II. Die Beschwerde ist nicht begründet.
1. Wie sich aus der Legaldefinition des §3 Abs2 zweiter Satz VersStG 1953 "Als Gewinnanteil gilt auch die Rückvergütung eines Teiles der Prämie für schadenfreien Verlauf (Bonus)." ergibt, besteht ein Bonus iS dieser Gesetzesstelle stets in der Rückerstattung eines Teiles einer für einen vergangenen Versicherungszeitraum bezahlten Prämie. Die Verrechnung eines Gewinnanteiles iS des ersten Satzes im §3 Abs2 ("Wird auf die Prämie ein Gewinnanteil verrechnet und nur der Unterschied zwischen Prämie und Gewinnanteil an den Versicherer gezahlt, so ist dieser Unterschiedsbetrag Versicherungsentgelt.") beinhaltet hingegen die Ermäßigung der Prämie für einen neuen Versicherungszeitraum, der sogenannten Folgeprämie. Der Umstand, daß sich ein Gewinnanteil gemäß Allgemeinen Versicherungsbedingungen aus der Höhe von Prämien ableitet, die auf einen vergangenen Zeitraum entfallen, ist im gegebenen Zusammenhang ohne Belang; wesentlich ist hier nicht die Bemessung dieser Leistung des Versicherers, sondern ihr Grund, nämlich die Teilhabe des Versicherungsnehmers an einem nach bestimmten Grundsätzen ermittelten Teil des Unternehmensgewinns aus einer Vielzahl von Versicherungsverhältnissen ohne Rücksicht auf den Verlauf des konkreten Versicherungsverhältnisses. Der grundlegende versicherungssteuerliche Unterschied zwischen der Bonusgewährung und der Verrechnung von Gewinnanteilen besteht nun darin, daß bloß im Fall der Bonusgewährung eine bereits entrichtete Versicherungssteuer in Betracht gezogen werden kann (nämlich die anläßlich der Bezahlung der - später teilweise rückvergüteten - Prämie vom Versicherungsnehmer an den Versicherer als Teil des Versicherungsentgelts geleistete Steuer), bei der Verrechnung von Gewinnanteilen hingegen nicht, weil es sich hier - wie eben dargelegt - um eine Ermäßigung künftiger Prämien handelt. Aus diesem Grund kommen die für die Bonusgewährung durch Barzahlung für den Bereich des die Erstattung der Versicherungssteuer regelnden §9 Abs1 VersStG 1953 unter dem Gesichtspunkt des Gleichheitsgebotes entwickelten, im Erk. VfSlg. 8097/1977 dargelegten Gedanken im Fall einer Flüssigmachung von Gewinnanteilen nicht zum Tragen.

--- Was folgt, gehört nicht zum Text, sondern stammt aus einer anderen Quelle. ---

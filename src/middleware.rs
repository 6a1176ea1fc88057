//! Contract with the publish/subscribe middleware.
//!
//! The history never talks to a transport directly. It needs three things
//! from whatever carries the messages:
//! - subscribe to a topic by name with a queue depth and a callback
//! - a clock for receipt timestamps
//! - reference-counted subscription handles that unsubscribe when the last
//!   copy goes away
//!
//! [`LocalBus`](crate::bus::LocalBus) is the in-process implementation.

use crate::error::{HistoryError, Result};
use crate::message::DynMessage;
use crate::types::{SubscriptionId, Timestamp};
use std::cmp::Ordering;
use std::fmt;
use std::hash::{Hash, Hasher};
use std::sync::Arc;

/// Delivery callback. Invoked on whichever thread drives the middleware.
pub type Callback = Arc<dyn Fn(&Arc<DynMessage>) + Send + Sync>;

/// A publish/subscribe middleware.
pub trait Middleware: Send + Sync {
    /// Subscribe `callback` to `topic`.
    ///
    /// Implementations must not invoke `callback` on the calling thread before
    /// this returns; callers may hold locks that the callback also takes.
    fn subscribe(&self, topic: &str, queue_size: usize, callback: Callback)
        -> Result<Subscription>;

    /// Current time, used to stamp received messages.
    fn now(&self) -> Timestamp;
}

/// Middleware-side state of one subscription.
///
/// Dropping the last reference must end the subscription.
pub trait SubscriptionLink: Send + Sync {
    fn id(&self) -> SubscriptionId;

    fn topic(&self) -> &str;

    fn num_publishers(&self) -> usize;

    fn is_active(&self) -> bool;

    /// End the subscription now. Idempotent.
    fn shutdown(&self);
}

/// Handle to a middleware subscription.
///
/// Clones share the same underlying subscription. The default value is the
/// "not subscribed" sentinel.
#[derive(Clone, Default)]
pub struct Subscription {
    link: Option<Arc<dyn SubscriptionLink>>,
}

impl Subscription {
    pub fn new(link: Arc<dyn SubscriptionLink>) -> Self {
        Self { link: Some(link) }
    }

    pub fn id(&self) -> Option<SubscriptionId> {
        self.link.as_ref().map(|l| l.id())
    }

    pub fn topic(&self) -> Option<&str> {
        self.link.as_deref().map(|l| l.topic())
    }

    pub fn num_publishers(&self) -> usize {
        self.link.as_ref().map_or(0, |l| l.num_publishers())
    }

    /// Whether this handle refers to a live subscription.
    pub fn is_valid(&self) -> bool {
        self.link.as_ref().is_some_and(|l| l.is_active())
    }

    /// Unsubscribe, for this handle and every clone of it.
    ///
    /// This handle forgets its topic afterwards; other clones keep reporting
    /// the topic but are no longer valid.
    pub fn shutdown(&mut self) {
        if let Some(link) = self.link.take() {
            link.shutdown();
        }
    }

    /// Identity of the underlying subscription (0 for the sentinel).
    fn key(&self) -> usize {
        self.link
            .as_ref()
            .map_or(0, |l| Arc::as_ptr(l) as *const () as usize)
    }
}

impl fmt::Debug for Subscription {
    fn fmt(&self, f: &mut fmt::Formatter<'_>) -> fmt::Result {
        match &self.link {
            Some(link) => f
                .debug_struct("Subscription")
                .field("id", &link.id())
                .field("topic", &link.topic())
                .field("active", &link.is_active())
                .finish(),
            None => write!(f, "Subscription(None)"),
        }
    }
}

impl PartialEq for Subscription {
    fn eq(&self, other: &Self) -> bool {
        self.key() == other.key()
    }
}

impl Eq for Subscription {}

impl PartialOrd for Subscription {
    fn partial_cmp(&self, other: &Self) -> Option<Ordering> {
        Some(self.cmp(other))
    }
}

impl Ord for Subscription {
    fn cmp(&self, other: &Self) -> Ordering {
        self.key().cmp(&other.key())
    }
}

impl Hash for Subscription {
    fn hash<H: Hasher>(&self, state: &mut H) {
        self.key().hash(state);
    }
}

/// Check a topic name.
///
/// Valid names are non-empty, start with an ASCII letter, `/` or `~`, and
/// otherwise contain only ASCII alphanumerics, `_` and `/`, with no empty
/// path segments and no trailing `/`.
pub fn validate_topic(topic: &str) -> Result<()> {
    let invalid = || Err(HistoryError::InvalidTopic(topic.to_string()));

    let mut chars = topic.chars();
    match chars.next() {
        Some(c) if c.is_ascii_alphabetic() || c == '/' || c == '~' => {}
        _ => return invalid(),
    }

    if !chars.all(|c| c.is_ascii_alphanumeric() || c == '_' || c == '/') {
        return invalid();
    }

    if topic.contains("//") || topic.ends_with('/') {
        return invalid();
    }

    Ok(())
}
use anyhow::{Context, Result, bail};
use clap::{Arg, ArgAction, ArgMatches, Command};
use secrecy::{ExposeSecret, SecretString};

use crate::api::handlers::auth::token::MIN_SECRET_BYTES;
use crate::password::{DEFAULT_KDF_ITERATIONS, PasswordPolicy};

pub const ARG_FRONTEND_BASE_URL: &str = "frontend-base-url";
pub const ARG_PUBLIC_URL: &str = "public-url";
pub const ARG_SESSION_SECRET: &str = "session-secret";
pub const ARG_SESSION_TTL_SECONDS: &str = "session-ttl-seconds";
pub const ARG_PASSWORD_MIN_LENGTH: &str = "password-min-length";
pub const ARG_PASSWORD_REQUIRE_UPPERCASE: &str = "password-require-uppercase";
pub const ARG_PASSWORD_REQUIRE_NUMBER: &str = "password-require-number";
pub const ARG_PASSWORD_REQUIRE_SPECIAL_CHAR: &str = "password-require-special-char";
pub const ARG_KDF_ITERATIONS: &str = "kdf-iterations";
pub const ARG_FEDERATED: &str = "federated";
pub const ARG_GOOGLE_CLIENT_ID: &str = "google-client-id";
pub const ARG_GOOGLE_CLIENT_SECRET: &str = "google-client-secret";

pub fn with_args(command: Command) -> Command {
    let command = with_session_args(command);
    let command = with_password_args(command);
    with_federated_args(command)
}

fn with_session_args(command: Command) -> Command {
    command
        .arg(
            Arg::new(ARG_FRONTEND_BASE_URL)
                .long(ARG_FRONTEND_BASE_URL)
                .help("Frontend base URL (CORS origin and post sign-in redirects)")
                .env("POTEMKIN_FRONTEND_BASE_URL")
                .default_value("http://localhost:3000"),
        )
        .arg(
            Arg::new(ARG_PUBLIC_URL)
                .long(ARG_PUBLIC_URL)
                .help("Externally reachable base URL of this API (OAuth redirect target)")
                .env("POTEMKIN_PUBLIC_URL")
                .default_value("http://localhost:8080"),
        )
        .arg(
            Arg::new(ARG_SESSION_SECRET)
                .long(ARG_SESSION_SECRET)
                .help("HMAC key for session tokens, at least 32 bytes")
                .env("POTEMKIN_SESSION_SECRET")
                .hide_env_values(true)
                .required(true),
        )
        .arg(
            Arg::new(ARG_SESSION_TTL_SECONDS)
                .long(ARG_SESSION_TTL_SECONDS)
                .help("Session lifetime in seconds")
                .env("POTEMKIN_SESSION_TTL_SECONDS")
                .default_value("2592000")
                .value_parser(clap::value_parser!(i64).range(1..)),
        )
}

fn with_password_args(command: Command) -> Command {
    command
        .arg(
            Arg::new(ARG_PASSWORD_MIN_LENGTH)
                .long(ARG_PASSWORD_MIN_LENGTH)
                .help("Minimum password length in characters")
                .env("POTEMKIN_PASSWORD_MIN_LENGTH")
                .default_value("8")
                .value_parser(clap::value_parser!(usize)),
        )
        .arg(
            Arg::new(ARG_PASSWORD_REQUIRE_UPPERCASE)
                .long(ARG_PASSWORD_REQUIRE_UPPERCASE)
                .help("Require at least one uppercase letter")
                .env("POTEMKIN_PASSWORD_REQUIRE_UPPERCASE")
                .default_value("true")
                .value_parser(clap::value_parser!(bool)),
        )
        .arg(
            Arg::new(ARG_PASSWORD_REQUIRE_NUMBER)
                .long(ARG_PASSWORD_REQUIRE_NUMBER)
                .help("Require at least one digit")
                .env("POTEMKIN_PASSWORD_REQUIRE_NUMBER")
                .default_value("true")
                .value_parser(clap::value_parser!(bool)),
        )
        .arg(
            Arg::new(ARG_PASSWORD_REQUIRE_SPECIAL_CHAR)
                .long(ARG_PASSWORD_REQUIRE_SPECIAL_CHAR)
                .help("Require at least one special character")
                .env("POTEMKIN_PASSWORD_REQUIRE_SPECIAL_CHAR")
                .default_value("true")
                .value_parser(clap::value_parser!(bool)),
        )
        .arg(
            Arg::new(ARG_KDF_ITERATIONS)
                .long(ARG_KDF_ITERATIONS)
                .help("PBKDF2 iteration count for password hashes")
                .long_help(
                    "PBKDF2 iteration count for new password hashes. Each hash stores the \
                     count it was created with, so raising this keeps existing users signing in.",
                )
                .env("POTEMKIN_KDF_ITERATIONS")
                .default_value("1000")
                .value_parser(clap::value_parser!(u32).range(1..=i64::from(i32::MAX))),
        )
}

fn with_federated_args(command: Command) -> Command {
    command
        .arg(
            Arg::new(ARG_FEDERATED)
                .long(ARG_FEDERATED)
                .help("Offer Google sign-in alongside email and password")
                .env("POTEMKIN_FEDERATED")
                .action(ArgAction::SetTrue),
        )
        .arg(
            Arg::new(ARG_GOOGLE_CLIENT_ID)
                .long(ARG_GOOGLE_CLIENT_ID)
                .help("Google OAuth client id (required with --federated)")
                .env("POTEMKIN_GOOGLE_CLIENT_ID"),
        )
        .arg(
            Arg::new(ARG_GOOGLE_CLIENT_SECRET)
                .long(ARG_GOOGLE_CLIENT_SECRET)
                .help("Google OAuth client secret (required with --federated)")
                .env("POTEMKIN_GOOGLE_CLIENT_SECRET")
                .hide_env_values(true),
        )
}

#[derive(Debug)]
pub struct GoogleOptions {
    pub client_id: String,
    pub client_secret: SecretString,
}

#[derive(Debug)]
pub struct Options {
    pub frontend_base_url: String,
    pub public_url: String,
    pub session_secret: SecretString,
    pub session_ttl_seconds: i64,
    pub password_policy: PasswordPolicy,
    pub kdf_iterations: u32,
    pub google: Option<GoogleOptions>,
}

impl Options {
    /// Read and cross-check the auth arguments.
    ///
    /// # Errors
    /// Returns an error if the session secret is too short, or if federated
    /// sign-in is enabled without Google client credentials.
    pub fn parse(matches: &ArgMatches) -> Result<Self> {
        let session_secret = matches
            .get_one::<String>(ARG_SESSION_SECRET)
            .map(|secret| SecretString::from(secret.as_str()))
            .context("missing required argument: --session-secret")?;
        if session_secret.expose_secret().len() < MIN_SECRET_BYTES {
            bail!("--{ARG_SESSION_SECRET} must be at least {MIN_SECRET_BYTES} bytes");
        }

        let google = if matches.get_flag(ARG_FEDERATED) {
            let client_id = matches
                .get_one::<String>(ARG_GOOGLE_CLIENT_ID)
                .cloned()
                .context(
                    "missing required argument: --google-client-id (required with --federated)",
                )?;
            let client_secret = matches
                .get_one::<String>(ARG_GOOGLE_CLIENT_SECRET)
                .map(|secret| SecretString::from(secret.as_str()))
                .context(
                    "missing required argument: --google-client-secret (required with --federated)",
                )?;
            Some(GoogleOptions {
                client_id,
                client_secret,
            })
        } else {
            None
        };

        let password_policy = PasswordPolicy {
            min_length: matches
                .get_one::<usize>(ARG_PASSWORD_MIN_LENGTH)
                .copied()
                .unwrap_or(8),
            require_uppercase: flag_or_true(matches, ARG_PASSWORD_REQUIRE_UPPERCASE),
            require_number: flag_or_true(matches, ARG_PASSWORD_REQUIRE_NUMBER),
            require_special_char: flag_or_true(matches, ARG_PASSWORD_REQUIRE_SPECIAL_CHAR),
        };

        Ok(Self {
            frontend_base_url: string_arg(matches, ARG_FRONTEND_BASE_URL)?,
            public_url: string_arg(matches, ARG_PUBLIC_URL)?,
            session_secret,
            session_ttl_seconds: matches
                .get_one::<i64>(ARG_SESSION_TTL_SECONDS)
                .copied()
                .unwrap_or(2_592_000),
            password_policy,
            kdf_iterations: matches
                .get_one::<u32>(ARG_KDF_ITERATIONS)
                .copied()
                .unwrap_or(DEFAULT_KDF_ITERATIONS),
            google,
        })
    }
}

fn string_arg(matches: &ArgMatches, id: &str) -> Result<String> {
    matches
        .get_one::<String>(id)
        .cloned()
        .with_context(|| format!("missing required argument: --{id}"))
}

fn flag_or_true(matches: &ArgMatches, id: &str) -> bool {
    matches.get_one::<bool>(id).copied().unwrap_or(true)
}

#[cfg(test)]
mod tests {
    use super::*;

    const SECRET: &str = "0123456789abcdef0123456789abcdef";

    fn parse(args: &[&str]) -> Result<Options> {
        let mut argv = vec!["potemkin", "--session-secret", SECRET];
        argv.extend_from_slice(args);
        let matches = with_args(Command::new("potemkin")).try_get_matches_from(argv)?;
        Options::parse(&matches)
    }

    fn without_auth_env<R>(f: impl FnOnce() -> R) -> R {
        temp_env::with_vars(
            [
                ("POTEMKIN_FEDERATED", None::<&str>),
                ("POTEMKIN_GOOGLE_CLIENT_ID", None),
                ("POTEMKIN_GOOGLE_CLIENT_SECRET", None),
                ("POTEMKIN_PASSWORD_MIN_LENGTH", None),
                ("POTEMKIN_PASSWORD_REQUIRE_UPPERCASE", None),
                ("POTEMKIN_KDF_ITERATIONS", None),
            ],
            f,
        )
    }

    #[test]
    fn defaults() -> Result<()> {
        without_auth_env(|| {
            let options = parse(&[])?;
            assert_eq!(options.frontend_base_url, "http://localhost:3000");
            assert_eq!(options.session_ttl_seconds, 2_592_000);
            assert_eq!(options.password_policy, PasswordPolicy::default());
            assert_eq!(options.kdf_iterations, DEFAULT_KDF_ITERATIONS);
            assert!(options.google.is_none());
            Ok(())
        })
    }

    #[test]
    fn short_secret_is_rejected() {
        let matches = with_args(Command::new("potemkin"))
            .try_get_matches_from(["potemkin", "--session-secret", "too-short"]);
        let result = matches.map_err(anyhow::Error::from).and_then(|m| Options::parse(&m));
        assert!(result.is_err());
    }

    #[test]
    fn policy_flags_are_applied() -> Result<()> {
        without_auth_env(|| {
            let options = parse(&[
                "--password-min-length",
                "12",
                "--password-require-uppercase",
                "false",
                "--password-require-special-char",
                "false",
            ])?;
            assert_eq!(
                options.password_policy,
                PasswordPolicy {
                    min_length: 12,
                    require_uppercase: false,
                    require_number: true,
                    require_special_char: false,
                }
            );
            Ok(())
        })
    }

    #[test]
    fn federated_requires_google_credentials() {
        without_auth_env(|| {
            let result = parse(&["--federated"]);
            assert!(result.is_err());
            if let Err(err) = result {
                assert!(err.to_string().contains("--google-client-id"));
            }

            let result = parse(&["--federated", "--google-client-id", "id"]);
            assert!(result.is_err());
            if let Err(err) = result {
                assert!(err.to_string().contains("--google-client-secret"));
            }
        });
    }

    #[test]
    fn federated_with_credentials() -> Result<()> {
        without_auth_env(|| {
            let options = parse(&[
                "--federated",
                "--google-client-id",
                "id",
                "--google-client-secret",
                "secret",
            ])?;
            let google = options.google.context("google options")?;
            assert_eq!(google.client_id, "id");
            assert_eq!(google.client_secret.expose_secret(), "secret");
            Ok(())
        })
    }

    #[test]
    fn zero_kdf_iterations_is_rejected() {
        without_auth_env(|| {
            assert!(parse(&["--kdf-iterations", "0"]).is_err());
        });
    }
}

Das weitere Vorbringen der Beschwerdeführerin, insbesondere ihre Argumentation aus dem Wortlaut des §3 Abs2 VersStG 1953, betrifft nur die Frage der richtigen Gesetzeshandhabung, die jedoch nicht vom VfGH zu beantworten ist.
Zusammenfassend ist festzuhalten, daß entgegen der Auffassung der Beschwerdeführerin das Gleichheitsgebot eine Auslegung des §9 Abs1 VersStG 1953 dahin, daß Versicherungssteuer auch bei Flüssigmachung eines Gewinnanteiles an den Versicherungsnehmer zu erstatten wäre, nicht gebietet; die behauptete gleichheitswidrige Gesetzeshandhabung fand sohin nicht statt.
2. Das Beschwerdeverfahren ergab schließlich keinen Anhaltspunkt dafür, daß die belangte Behörde bei der Erlassung ihres - auf verfassungsrechtlich unbedenklichen Grundlagen beruhenden (s. auch dazu VfSlg. 8097/1977) - Bescheides willkürlich vorgegangen und die Beschwerdeführerin dadurch im Gleichheitsrecht verletzt hätte. Da sohin weder eine Verletzung des Gleichheitsrechtes noch die eines anderen verfassungsgesetzlich gewährleisteten Rechtes hervorkam, aber auch keine Anwendung einer rechtswidrigen generellen Norm, war die Beschwerde abzuweisen.
Schlagworte
VersicherungssteuerEuropean Case Law Identifier (ECLI)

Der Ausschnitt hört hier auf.